Spahn, who appeared with Urie in STC’s Hamlet, has done extensive regional theater, TV (Blacklist, Chicago P.D.), film, and written for periodicals, including American Theatre and USA Today. Amelia Workman has guested on TV’s Succession, Bull, and Blindspot. On Broadway she appeared in Christopher Demos Brown’s American Son, directed by Kenny Leon.

“If you’re looking for something gloriously silly and gleefully entertaining to break the monotony of holiday shopping, this is it,” points out STC artistic director Simon Godwin.

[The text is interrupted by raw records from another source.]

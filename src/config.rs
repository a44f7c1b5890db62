use std::env;
use std::net::SocketAddr;
use std::path::PathBuf;

use thiserror::Error;

pub const DEFAULT_TASKS_URL: &str = "https://6710fa904eca2acdb5f30afb.mockapi.io/tasks";
pub const DEFAULT_ITEMS_URL: &str = "https://6710fa904eca2acdb5f30afb.mockapi.io/tasks2";
pub const DEFAULT_CART_URL: &str = "https://67126da56c5f5ced66237d06.mockapi.io/cart";
pub const DEFAULT_SHOPS_URL: &str = "https://67126da56c5f5ced66237d06.mockapi.io/shops";
pub const DEFAULT_DRINKS_URL: &str = "https://6710fa904eca2acdb5f30afb.mockapi.io/drinks";

#[derive(Debug, Error, PartialEq, Eq)]
pub enum ConfigError {
    #[error("{key} is not a valid resource url: {value}")]
    InvalidUrl { key: String, value: String },

    #[error("{key} is not a valid socket address: {value}")]
    InvalidAddr { key: String, value: String },
}

/// Where one REST collection lives: `{base_url}/{resource_path}`.
#[derive(Clone, Debug, PartialEq, Eq)]
pub struct ResourceConfig {
    pub base_url: String,
    pub resource_path: String,
}

impl ResourceConfig {
    pub fn new(base_url: impl Into<String>, resource_path: impl Into<String>) -> Self {
        let base_url = base_url.into().trim_end_matches('/').to_string();
        let resource_path = resource_path.into().trim_matches('/').to_string();
        Self { base_url, resource_path }
    }

    /// Splits a full collection url on its last path segment.
    pub fn from_url(url: &str) -> Option<Self> {
        let trimmed = url.trim().trim_end_matches('/');
        let (base, path) = trimmed.rsplit_once('/')?;
        if path.is_empty() || !base.contains("://") || base.ends_with('/') {
            return None;
        }
        Some(Self::new(base, path))
    }

    pub fn collection_url(&self) -> String {
        format!("{}/{}", self.base_url, self.resource_path)
    }
}

/// Resources consumed by the three apps.
#[derive(Clone, Debug, PartialEq, Eq)]
pub struct AppsConfig {
    pub tasks: ResourceConfig,
    pub items: ResourceConfig,
    pub cart: ResourceConfig,
    pub shops: ResourceConfig,
    pub drinks: ResourceConfig,
}

impl Default for AppsConfig {
    fn default() -> Self {
        Self {
            tasks: default_resource(DEFAULT_TASKS_URL, "tasks"),
            items: default_resource(DEFAULT_ITEMS_URL, "tasks2"),
            cart: default_resource(DEFAULT_CART_URL, "cart"),
            shops: default_resource(DEFAULT_SHOPS_URL, "shops"),
            drinks: default_resource(DEFAULT_DRINKS_URL, "drinks"),
        }
    }
}

impl AppsConfig {
    /// Every resource under one base url, e.g. a locally running mock backend.
    pub fn local(base_url: &str) -> Self {
        Self {
            tasks: ResourceConfig::new(base_url, "tasks"),
            items: ResourceConfig::new(base_url, "items"),
            cart: ResourceConfig::new(base_url, "cart"),
            shops: ResourceConfig::new(base_url, "shops"),
            drinks: ResourceConfig::new(base_url, "drinks"),
        }
    }

    /// Reads `.env` if present, then the process environment.
    pub fn load() -> Result<Self, ConfigError> {
        dotenvy::dotenv().ok();
        Self::new_from_env()
    }

    pub fn new_from_env() -> Result<Self, ConfigError> {
        Self::from_vars(|key| env::var(key).ok())
    }

    pub fn from_vars<F>(lookup: F) -> Result<Self, ConfigError>
    where
        F: Fn(&str) -> Option<String>,
    {
        let defaults = Self::default();
        Ok(Self {
            tasks: resource_from_var(&lookup, "CRUDFLOW_TASKS_URL", defaults.tasks)?,
            items: resource_from_var(&lookup, "CRUDFLOW_ITEMS_URL", defaults.items)?,
            cart: resource_from_var(&lookup, "CRUDFLOW_CART_URL", defaults.cart)?,
            shops: resource_from_var(&lookup, "CRUDFLOW_SHOPS_URL", defaults.shops)?,
            drinks: resource_from_var(&lookup, "CRUDFLOW_DRINKS_URL", defaults.drinks)?,
        })
    }
}

/// Mock backend settings.
#[derive(Clone, Debug)]
pub struct ServerConfig {
    pub database_url: String,
    pub addr: SocketAddr,
    pub seed_path: Option<PathBuf>,
}

impl Default for ServerConfig {
    fn default() -> Self {
        Self {
            database_url: "sqlite::memory:".to_string(),
            addr: SocketAddr::from(([127, 0, 0, 1], 3000)),
            seed_path: None,
        }
    }
}

impl ServerConfig {
    pub fn new_from_env() -> Result<Self, ConfigError> {
        let defaults = Self::default();

        let database_url = env::var("DATABASE_URL").unwrap_or(defaults.database_url);

        let addr = match env::var("CRUDFLOW_ADDR") {
            Ok(value) => value.parse().map_err(|_| ConfigError::InvalidAddr {
                key: "CRUDFLOW_ADDR".to_string(),
                value,
            })?,
            Err(_) => defaults.addr,
        };

        let seed_path = env::var("CRUDFLOW_SEED").ok().map(PathBuf::from);

        Ok(Self { database_url, addr, seed_path })
    }
}

fn default_resource(url: &str, fallback_path: &str) -> ResourceConfig {
    ResourceConfig::from_url(url).unwrap_or_else(|| ResourceConfig::new(url, fallback_path))
}

fn resource_from_var<F>(
    lookup: &F,
    key: &str,
    default: ResourceConfig,
) -> Result<ResourceConfig, ConfigError>
where
    F: Fn(&str) -> Option<String>,
{
    match lookup(key) {
        Some(value) => ResourceConfig::from_url(&value).ok_or_else(|| ConfigError::InvalidUrl {
            key: key.to_string(),
            value,
        }),
        None => Ok(default),
    }
}
use tracing::debug;

use crate::scope::ScreenScope;

struct Entry<S> {
    screen: S,
    scope: ScreenScope,
}

/// Linear screen stack. Each mounted screen owns a [`ScreenScope`] that is
/// torn down when the screen is popped.
pub struct NavStack<S> {
    entries: Vec<Entry<S>>,
}

impl<S: std::fmt::Debug> NavStack<S> {
    pub fn new(root: S) -> Self {
        Self {
            entries: vec![Entry {
                screen: root,
                scope: ScreenScope::new(),
            }],
        }
    }

    /// Mounts `screen` and returns its scope.
    pub fn push(&mut self, screen: S) -> ScreenScope {
        debug!("navigate -> {:?}", screen);
        let scope = ScreenScope::new();
        self.entries.push(Entry {
            screen,
            scope: scope.clone(),
        });
        scope
    }

    /// Pops the current screen, tearing down its scope. The root is never
    /// popped.
    pub fn pop(&mut self) -> Option<S> {
        if self.entries.len() <= 1 {
            return None;
        }
        let entry = self.entries.pop()?;
        entry.scope.teardown();
        debug!("back <- {:?}", entry.screen);
        Some(entry.screen)
    }

    pub fn current(&self) -> &S {
        &self.top().screen
    }

    pub fn scope(&self) -> &ScreenScope {
        &self.top().scope
    }

    pub fn depth(&self) -> usize {
        self.entries.len()
    }

    /// Tears down every screen and starts over from `root`.
    pub fn reset(&mut self, root: S) {
        for entry in self.entries.drain(..) {
            entry.scope.teardown();
        }
        self.entries.push(Entry {
            screen: root,
            scope: ScreenScope::new(),
        });
    }

    fn top(&self) -> &Entry<S> {
        // the root entry is never removed outside of reset
        &self.entries[self.entries.len() - 1]
    }
}

impl<S> Drop for NavStack<S> {
    fn drop(&mut self) {
        for entry in &self.entries {
            entry.scope.teardown();
        }
    }
}
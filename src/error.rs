use axum::{Json, http::StatusCode, response::{IntoResponse, Response}};
use serde::Serialize;
use thiserror::Error;
use tracing::error;

#[derive(Debug, Error)]
pub enum AppError {
    #[error("Database error: {0}")]
    Database(#[from] sqlx::Error),

    #[error("Migration error: {0}")]
    Migrate(#[from] sqlx::migrate::MigrateError),

    #[error("Not found")]
    NotFound,

    #[error("Bad request: {0}")]
    BadRequest(String),

    #[error("Seed error: {0}")]
    Seed(String),
}

#[derive(Debug, Serialize)]
pub struct ErrorResponse {
    pub error: String,
    pub message: String,
}

impl IntoResponse for AppError {
    fn into_response(self) -> Response {
        let (status, error_message) = match self {
            AppError::NotFound => (StatusCode::NOT_FOUND, "Not Found".to_string()),
            AppError::BadRequest(msg) => (StatusCode::BAD_REQUEST, msg),
            AppError::Database(e) => {
                error!("database error: {}", e);
                (
                    StatusCode::INTERNAL_SERVER_ERROR,
                    "Database error occurred".to_string(),
                )
            }
            AppError::Migrate(e) => {
                error!("migration error: {}", e);
                (
                    StatusCode::INTERNAL_SERVER_ERROR,
                    "Internal server error".to_string(),
                )
            }
            AppError::Seed(msg) => {
                error!("seed error: {}", msg);
                (
                    StatusCode::INTERNAL_SERVER_ERROR,
                    "Internal server error".to_string(),
                )
            }
        };

        let body = Json(ErrorResponse {
            error: status.to_string(),
            message: error_message,
        });

        (status, body).into_response()
    }
}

Jane Anger … plays through January 8, 2023, at STC’s Klein Theatre, 450 7th Street NW, Washington. Tickets are $35 – $125. For more information and/or to purchase tickets, contact the box office (202-547-1122) or visit Shakespearetheatre.org/tickets-and-events/special-offers. Discounts are available for seniors, students, military, and patrons 35 and under – though this is definitely adult entertainment.